I was visiting New Zealand in the springtime, and temperatures fluctuated from the upper 30′s to the low 70′s. To cope with the changing conditions, I packed the following clothing:
-Two pairs of pants: jeans (worn on the plane) and lightweight hiking pants
-One set of lightweight thermal pants
-Five long-sleeved T-shirts (including one worn on the plane)
-One lightweight hooded sweatshirt
-One heavy hooded sweatshirt (worn on the plane)
-Water-proof rain jacket with zip-in fleece liner (worn/carried on the plane)
-Two pairs of shoes: hiking boots (worn on the plane) and walking shoes
-Seven days’ worth of undergarments and socks
-One set of lightweight sleepwear
-Gloves, scarf and knit hat (stuffed into pockets of rain jacket)

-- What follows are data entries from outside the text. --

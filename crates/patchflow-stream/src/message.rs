//! Persisted conversation messages
//!
//! A `ConversationMessage` is the durable projection of a stream event (or
//! of a user-submitted prompt). Ids are globally unique; writes are
//! idempotent by id, which is the sole deduplication mechanism across
//! client- and server-originated messages.

use chrono::{DateTime, Utc};
use serde::{Deserialize, Serialize};

use crate::event::{EventPayload, StreamEvent, TokenUsage};

/// Who produced a message
#[derive(Debug, Clone, Copy, PartialEq, Eq, Serialize, Deserialize)]
#[serde(rename_all = "snake_case")]
pub enum Role {
    /// Human user
    User,
    /// Generator or evaluator agent
    Assistant,
    /// System-originated notice
    System,
}

/// What kind of record this is
#[derive(Debug, Clone, Copy, PartialEq, Eq, Serialize, Deserialize)]
#[serde(rename_all = "snake_case")]
pub enum MessageKind {
    /// A prompt submitted by the user
    UserInput,
    /// The projection of one stream event
    StreamEvent,
}

/// The persisted projection of a stream event or user prompt
#[derive(Debug, Clone, PartialEq, Serialize, Deserialize)]
pub struct ConversationMessage {
    /// Globally unique id; client-suppliable for idempotent resubmission
    pub id: String,
    /// Owning session
    pub session_id: String,
    /// Message author role
    pub role: Role,
    /// Record kind
    pub kind: MessageKind,
    /// Per-run contiguous ordinal; `None` for user messages
    #[serde(skip_serializing_if = "Option::is_none")]
    pub sequence: Option<u64>,
    /// Workflow iteration the message belongs to
    #[serde(skip_serializing_if = "Option::is_none")]
    pub iteration: Option<u32>,
    /// Display content (text chunks, user prompt text)
    pub content: String,
    /// Stream event kind discriminator, for stream-event records
    #[serde(skip_serializing_if = "Option::is_none")]
    pub event_type: Option<String>,
    /// Tool invocations captured by this message
    #[serde(skip_serializing_if = "Option::is_none")]
    pub tool_calls: Option<serde_json::Value>,
    /// Tool outputs captured by this message
    #[serde(skip_serializing_if = "Option::is_none")]
    pub tool_outputs: Option<serde_json::Value>,
    /// Agent handoff details
    #[serde(skip_serializing_if = "Option::is_none")]
    pub handoffs: Option<serde_json::Value>,
    /// Token usage attributable to this message
    #[serde(skip_serializing_if = "Option::is_none")]
    pub usage: Option<TokenUsage>,
    /// Creation timestamp
    pub created_at: DateTime<Utc>,
    /// Last-update timestamp
    pub updated_at: DateTime<Utc>,
}

impl ConversationMessage {
    /// Project a stream event into its persisted form
    #[must_use]
    pub fn from_event(
        session_id: &str,
        iteration: u32,
        sequence: u64,
        event: &StreamEvent,
    ) -> Self {
        let now = Utc::now();
        let mut message = Self {
            id: uuid::Uuid::new_v4().to_string(),
            session_id: session_id.to_string(),
            role: Role::Assistant,
            kind: MessageKind::StreamEvent,
            sequence: Some(sequence),
            iteration: Some(iteration),
            content: String::new(),
            event_type: Some(event.payload.kind().to_string()),
            tool_calls: None,
            tool_outputs: None,
            handoffs: None,
            usage: event.usage,
            created_at: now,
            updated_at: now,
        };

        match &event.payload {
            EventPayload::TextChunk { text } => {
                message.content = text.clone();
            }
            EventPayload::ToolInvoked { tool, arguments } => {
                message.tool_calls = Some(serde_json::json!([{
                    "tool": tool,
                    "arguments": arguments,
                }]));
            }
            EventPayload::ToolResult { tool, output } => {
                message.tool_outputs = Some(serde_json::json!([{
                    "tool": tool,
                    "output": output,
                }]));
            }
            EventPayload::AgentSwitched { agent } => {
                message.handoffs = Some(serde_json::json!([{ "agent": agent }]));
            }
        }

        message
    }

    /// Build the record for a user-submitted prompt
    ///
    /// A client may supply its own id; resubmitting with the same id is a
    /// no-op at the store. Without one, a fresh UUID is generated.
    #[must_use]
    pub fn user_input(
        session_id: &str,
        content: impl Into<String>,
        client_id: Option<String>,
    ) -> Self {
        let now = Utc::now();
        Self {
            id: client_id.unwrap_or_else(|| uuid::Uuid::new_v4().to_string()),
            session_id: session_id.to_string(),
            role: Role::User,
            kind: MessageKind::UserInput,
            sequence: None,
            iteration: None,
            content: content.into(),
            event_type: None,
            tool_calls: None,
            tool_outputs: None,
            handoffs: None,
            usage: None,
            created_at: now,
            updated_at: now,
        }
    }
}

#[cfg(test)]
mod tests {
    use super::*;

    #[test]
    fn from_event_projects_text_chunk() {
        let event = StreamEvent::text("hello");
        let message = ConversationMessage::from_event("s1", 0, 3, &event);
        assert_eq!(message.content, "hello");
        assert_eq!(message.sequence, Some(3));
        assert_eq!(message.event_type.as_deref(), Some("text_chunk"));
        assert_eq!(message.role, Role::Assistant);
    }

    #[test]
    fn from_event_projects_tool_call() {
        let event = StreamEvent::tool_invoked("submit_patch", serde_json::json!({"a": 1}));
        let message = ConversationMessage::from_event("s1", 1, 1, &event);
        let calls = message.tool_calls.unwrap();
        assert_eq!(calls[0]["tool"], "submit_patch");
        assert!(message.content.is_empty());
    }

    #[test]
    fn from_event_projects_handoff() {
        let event = StreamEvent::agent_switched("evaluator");
        let message = ConversationMessage::from_event("s1", 0, 2, &event);
        assert_eq!(message.handoffs.unwrap()[0]["agent"], "evaluator");
    }

    #[test]
    fn user_input_honors_client_id() {
        let message =
            ConversationMessage::user_input("s1", "do it", Some("client-123".to_string()));
        assert_eq!(message.id, "client-123");
        assert_eq!(message.sequence, None);
        assert_eq!(message.kind, MessageKind::UserInput);
    }

    #[test]
    fn user_input_generates_unique_ids() {
        let a = ConversationMessage::user_input("s1", "x", None);
        let b = ConversationMessage::user_input("s1", "x", None);
        assert_ne!(a.id, b.id);
    }
}
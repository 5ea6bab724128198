//! Workflow orchestrator
//!
//! The bounded-retry state machine at the center of the system:
//! Generating -> Validating -> Evaluating -> approved | retry | exhausted.
//! Each run owns its own iteration counter and feedback string; nothing is
//! shared across sessions, and generator/evaluator calls within a run are
//! strictly sequential.

use std::sync::Arc;

use tokio::sync::mpsc;

use patchflow_diff::{PatchValidator, ValidationResult};
use patchflow_stream::{
    BusEvent, MessageStore, PersistenceQueue, RealtimeBus, StreamSequencer, TokenUsage,
};

use crate::capability::{
    EvaluateRequest, EvaluationVerdict, Evaluator, GenerateRequest, Generator, GeneratorReply,
};
use crate::config::WorkflowConfig;
use crate::diff_record::Diff;
use crate::diff_store::DiffStore;
use crate::error::WorkflowError;
use crate::version_store::VersionStore;

/// Input to one orchestrator run
#[derive(Debug, Clone)]
pub struct WorkflowRequest {
    /// Owning session
    pub session_id: String,
    /// Version-store target the change is against
    pub target: String,
    /// Realtime channel for this run's progress
    pub channel: String,
    /// The user's request
    pub prompt: String,
    /// Code the patch must apply to
    pub current_code: String,
}

/// Terminal result of a successful run
#[derive(Debug, Clone, PartialEq, Eq)]
pub enum WorkflowOutcome {
    /// The generator answered in prose; no patch was proposed
    TextAnswer {
        /// Answer content
        content: String,
        /// Total token usage across the run
        usage: TokenUsage,
    },
    /// The evaluator approved a patch; a diff awaits human review
    DiffCreated {
        /// Id of the persisted diff record
        diff_id: String,
        /// The approved unified diff text
        patch: String,
        /// Total token usage across the run
        usage: TokenUsage,
    },
}

/// Drives generator, validator and evaluator to a terminal result
pub struct WorkflowOrchestrator {
    config: WorkflowConfig,
    validator: PatchValidator,
    generator: Arc<dyn Generator>,
    evaluator: Arc<dyn Evaluator>,
    bus: Arc<dyn RealtimeBus>,
    messages: Arc<dyn MessageStore>,
    diffs: Arc<dyn DiffStore>,
    versions: Arc<dyn VersionStore>,
}

impl WorkflowOrchestrator {
    /// Wire up an orchestrator from its collaborators
    #[must_use]
    #[allow(clippy::too_many_arguments)]
    pub fn new(
        config: WorkflowConfig,
        validator: PatchValidator,
        generator: Arc<dyn Generator>,
        evaluator: Arc<dyn Evaluator>,
        bus: Arc<dyn RealtimeBus>,
        messages: Arc<dyn MessageStore>,
        diffs: Arc<dyn DiffStore>,
        versions: Arc<dyn VersionStore>,
    ) -> Self {
        Self {
            config,
            validator,
            generator,
            evaluator,
            bus,
            messages,
            diffs,
            versions,
        }
    }

    /// Run the full generate/validate/evaluate loop for one request
    ///
    /// # Errors
    /// - [`WorkflowError::IterationExhausted`] when the bound is reached
    ///   without approval; never coerced into a text answer
    /// - [`WorkflowError::Capability`] when a role implementation fails
    /// - [`WorkflowError::Storage`] when a store seam fails
    pub async fn run(&self, request: WorkflowRequest) -> Result<WorkflowOutcome, WorkflowError> {
        // Head at generation start; commit-time staleness is judged against
        // this exact value
        let base_version = self.versions.head_of(&request.target).await?;
        let queue = PersistenceQueue::spawn(self.messages.clone());

        let mut usage = TokenUsage::default();
        let mut feedback: Option<String> = None;

        for iteration in 0..self.config.max_iterations {
            tracing::info!(
                session_id = %request.session_id,
                iteration = iteration + 1,
                "running generator"
            );

            let mut sequencer = StreamSequencer::new(
                self.bus.clone(),
                queue.clone(),
                &request.session_id,
                &request.channel,
                iteration,
            );

            let generate = GenerateRequest {
                prompt: request.prompt.clone(),
                current_code: request.current_code.clone(),
                feedback: feedback.take(),
            };
            let reply = self.invoke_generator(&mut sequencer, generate).await?;
            usage.merge(sequencer.usage());

            let (patch, description) = match reply {
                GeneratorReply::Text { content } => {
                    tracing::info!(session_id = %request.session_id, "generator answered in text");
                    return Ok(WorkflowOutcome::TextAnswer { content, usage });
                }
                GeneratorReply::Patch { patch, description } => (patch, description),
            };

            let patched_code =
                match self.validator.validate(&request.current_code, &patch) {
                    ValidationResult {
                        valid: true,
                        patched_text: Some(text),
                        ..
                    } => text,
                    ValidationResult { error, .. } => {
                        let error = error
                            .unwrap_or_else(|| "validation produced no diagnostic".to_string());
                        tracing::warn!(
                            session_id = %request.session_id,
                            iteration = iteration + 1,
                            error = %error,
                            "patch failed validation"
                        );
                        sequencer
                            .publish(BusEvent::ValidationError {
                                session_id: request.session_id.clone(),
                                iteration,
                                error: error.clone(),
                            })
                            .await;
                        feedback =
                            Some(format!("Previous patch had a validation error: {error}"));
                        continue;
                    }
                };

            tracing::info!(
                session_id = %request.session_id,
                iteration = iteration + 1,
                "running evaluator"
            );
            let mut eval_sequencer = StreamSequencer::new(
                self.bus.clone(),
                queue.clone(),
                &request.session_id,
                &request.channel,
                iteration,
            );
            let evaluate = EvaluateRequest {
                original_code: request.current_code.clone(),
                patched_code,
                description,
                prompt: request.prompt.clone(),
            };
            let verdict = self.invoke_evaluator(&mut eval_sequencer, evaluate).await?;
            usage.merge(eval_sequencer.usage());

            if verdict.approved {
                return self
                    .record_approval(&request, base_version, patch, verdict, &sequencer, usage)
                    .await;
            }

            tracing::info!(
                session_id = %request.session_id,
                iteration = iteration + 1,
                "evaluator rejected the patch, iterating with feedback"
            );
            feedback = Some(format!(
                "The evaluator rejected your patch. Feedback: {}",
                verdict.reasoning
            ));
        }

        tracing::warn!(
            session_id = %request.session_id,
            attempts = self.config.max_iterations,
            "iteration limit reached without approval"
        );
        Err(WorkflowError::IterationExhausted {
            attempts: self.config.max_iterations,
        })
    }

    async fn invoke_generator(
        &self,
        sequencer: &mut StreamSequencer,
        request: GenerateRequest,
    ) -> Result<GeneratorReply, WorkflowError> {
        let (tx, rx) = mpsc::channel(self.config.event_capacity);
        let (reply, _events) =
            tokio::join!(self.generator.generate(request, tx), sequencer.drive(rx));
        Ok(reply?)
    }

    async fn invoke_evaluator(
        &self,
        sequencer: &mut StreamSequencer,
        request: EvaluateRequest,
    ) -> Result<EvaluationVerdict, WorkflowError> {
        let (tx, rx) = mpsc::channel(self.config.event_capacity);
        let (verdict, _events) =
            tokio::join!(self.evaluator.evaluate(request, tx), sequencer.drive(rx));
        Ok(verdict?)
    }

    async fn record_approval(
        &self,
        request: &WorkflowRequest,
        base_version: Option<String>,
        patch: String,
        verdict: EvaluationVerdict,
        sequencer: &StreamSequencer,
        usage: TokenUsage,
    ) -> Result<WorkflowOutcome, WorkflowError> {
        let diff = Diff::evaluator_approved(
            &request.session_id,
            &request.target,
            base_version,
            &patch,
            verdict.reasoning,
            verdict.commit_message.clone(),
        );
        self.diffs.insert(diff.clone()).await?;

        tracing::info!(diff_id = %diff.id, "diff approved and saved");

        sequencer
            .publish(BusEvent::DiffCreated {
                diff_id: diff.id.clone(),
                session_id: request.session_id.clone(),
                commit_message: verdict.commit_message,
            })
            .await;

        Ok(WorkflowOutcome::DiffCreated {
            diff_id: diff.id,
            patch,
            usage,
        })
    }
}

/// Build the retry prompt used after a human rejects a diff
///
/// A human rejection terminates the rejected diff; the retry is a brand-new
/// run whose prompt carries the feedback and the original request.
#[must_use]
pub fn rejection_followup_prompt(feedback: &str, initial_prompt: &str) -> String {
    format!(
        "The previous patch was rejected with this feedback:\n{feedback}\n\n\
         Please create a new patch that addresses this feedback.\n\n\
         Original request: {initial_prompt}"
    )
}

#[cfg(test)]
mod tests {
    use super::*;

    #[test]
    fn rejection_prompt_carries_feedback_and_request() {
        let prompt = rejection_followup_prompt("too invasive", "add logging");
        assert!(prompt.contains("too invasive"));
        assert!(prompt.contains("Original request: add logging"));
    }
}
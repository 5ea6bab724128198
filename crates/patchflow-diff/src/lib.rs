//! Patchflow Diff - unified diff engine and patch validation
//!
//! Pure, synchronous building blocks of the patch workflow:
//! - Parses unified-diff hunks (`@@ -a,b +c,d @@` grammar)
//! - Applies them to text in a single left-to-right pass
//! - Validates a patch end to end: apply, then structural syntax check
//!
//! # Example
//!
//! ```rust
//! use patchflow_diff::{PatchValidator, Language};
//!
//! let validator = PatchValidator::new(Language::Python);
//! let result = validator.validate(
//!     "def hello():\n    return 'world'",
//!     "@@ -1,2 +1,3 @@\n+# comment\n def hello():\n     return 'world'\n",
//! );
//! assert!(result.valid);
//! ```

#![warn(unreachable_pub)]

pub mod apply;
pub mod error;
pub mod hunk;
pub mod validate;

// Re-exports for convenience
pub use apply::{apply, apply_hunks};
pub use error::PatchError;
pub use hunk::{parse_patch, Hunk, HunkLine};
pub use validate::{Language, PatchValidator, SyntaxCheck, ValidationResult};
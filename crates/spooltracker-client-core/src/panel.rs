//! The panel's view model: one store, one draft, and the collaborators that
//! feed them.
//!
//! State sits behind a `RefCell` and every operation takes `&self`, matching a
//! single-threaded host where callbacks run to completion one at a time. No
//! borrow is held across an `.await` or a surface call.

use std::cell::RefCell;

use serde::Serialize;
use serde_json::Value;

use crate::command::{CommandError, CommandTransport};
use crate::draft::{Draft, ValidationError};
use crate::form::FormController;
use crate::profiles::{ProfileLookupError, ProfileManager};
use crate::push::{PushOutcome, PushReconciler};
use crate::store::{StateStore, StoreEvent, StoreSnapshotView, SubscriptionId};
use crate::surface::PanelSurface;

#[derive(Debug, Clone, PartialEq, Eq, thiserror::Error)]
pub enum PanelError {
    #[error(transparent)]
    Validation(#[from] ValidationError),
    #[error(transparent)]
    NotFound(#[from] ProfileLookupError),
    #[error("{command} failed: {error}")]
    Command {
        command: &'static str,
        #[source]
        error: CommandError,
    },
}

#[derive(Debug, Default)]
pub struct PanelState {
    pub store: StateStore,
    pub draft: Draft,
}

#[derive(Debug, Serialize)]
pub struct PanelStateView<'a> {
    #[serde(flatten)]
    pub store: StoreSnapshotView<'a>,
    pub draft: &'a Draft,
}

pub struct Panel<T, S> {
    state: RefCell<PanelState>,
    transport: T,
    surface: S,
    push: PushReconciler,
}

impl<T, S> Panel<T, S>
where
    T: CommandTransport,
    S: PanelSurface,
{
    pub fn new(namespace: impl Into<String>, transport: T, surface: S) -> Self {
        Self {
            state: RefCell::new(PanelState::default()),
            transport,
            surface,
            push: PushReconciler::new(namespace),
        }
    }

    pub fn transport(&self) -> &T {
        &self.transport
    }

    pub fn surface(&self) -> &S {
        &self.surface
    }

    /// One-shot startup fetch. A failure leaves the defaults in place.
    pub async fn load_snapshot(&self) -> Result<(), CommandError> {
        match self.transport.fetch_snapshot().await {
            Ok(snapshot) => {
                let changed = self.state.borrow_mut().store.apply_snapshot(&snapshot);
                tracing::info!(
                    changed = changed.len(),
                    profiles = snapshot.profiles.as_ref().map_or(0, |profiles| profiles.len()),
                    "loaded initial spool snapshot"
                );
                Ok(())
            }
            Err(error) => {
                tracing::warn!(%error, "initial spool snapshot failed");
                Err(error)
            }
        }
    }

    pub fn handle_push(&self, plugin: &str, body: &Value) -> PushOutcome {
        let mut state = self.state.borrow_mut();
        self.push.handle_message(&mut state.store, plugin, body)
    }

    pub fn profiles(&self) -> ProfileManager<'_, T, S> {
        ProfileManager {
            state: &self.state,
            transport: &self.transport,
            surface: &self.surface,
        }
    }

    pub fn form(&self) -> FormController<'_, T, S> {
        FormController {
            state: &self.state,
            transport: &self.transport,
            surface: &self.surface,
        }
    }

    /// Listeners run while the store is mutably borrowed and must not call back
    /// into the panel.
    pub fn subscribe(
        &self,
        listener: impl FnMut(&StoreEvent, &StateStore) + 'static,
    ) -> SubscriptionId {
        self.state.borrow_mut().store.subscribe(listener)
    }

    pub fn with_state<R>(&self, read: impl FnOnce(&PanelState) -> R) -> R {
        read(&self.state.borrow())
    }

    pub fn state_json(&self) -> Result<String, serde_json::Error> {
        self.with_state(|state| {
            serde_json::to_string(&PanelStateView {
                store: state.store.view(),
                draft: &state.draft,
            })
        })
    }
}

This was enough clothing to get me through the first week, at which point I did laundry. To save carry-on space, I wore all the bulkiest items on the plane — jacket, hiking boots, jeans, heavy sweatshirt. And during the trip, I was like a Russian nesting doll, adding and shedding layers of clothing as needed. In the colder regions of the country, I wore both my sweatshirts plus my jacket every day, changing nothing but the T-shirt underneath.
In addition to clothes, I also had a camera, travel-size toiletries, a snack-size plastic bag full of medications, a baseball cap and sunglasses, a plastic rain poncho, a travel journal, a guidebook, an MP3 player and, of course, the essentials — passport, credit cards and air/hotel/car confirmations. All of this fit easily into my carry-on (a roll-aboard suitcase) and personal item (a backpack), leaving room for souvenirs.
A few things I didn’t bring: a laptop or tablet (I paid a few bucks to visit Internet cafes twice during the trip), dressy clothes (I ate only in casual restaurants) and a hair dryer (I used the ones supplied in hotels). I don’t have an e-reader, so I packed a few used paperback books that I’d picked up at my local library for 50 cents each. As I finished each one, I left it in my hotel room or at the airport for other travelers to enjoy.
This is just one strategy for traveling without checked luggage. What tips and tricks have you used?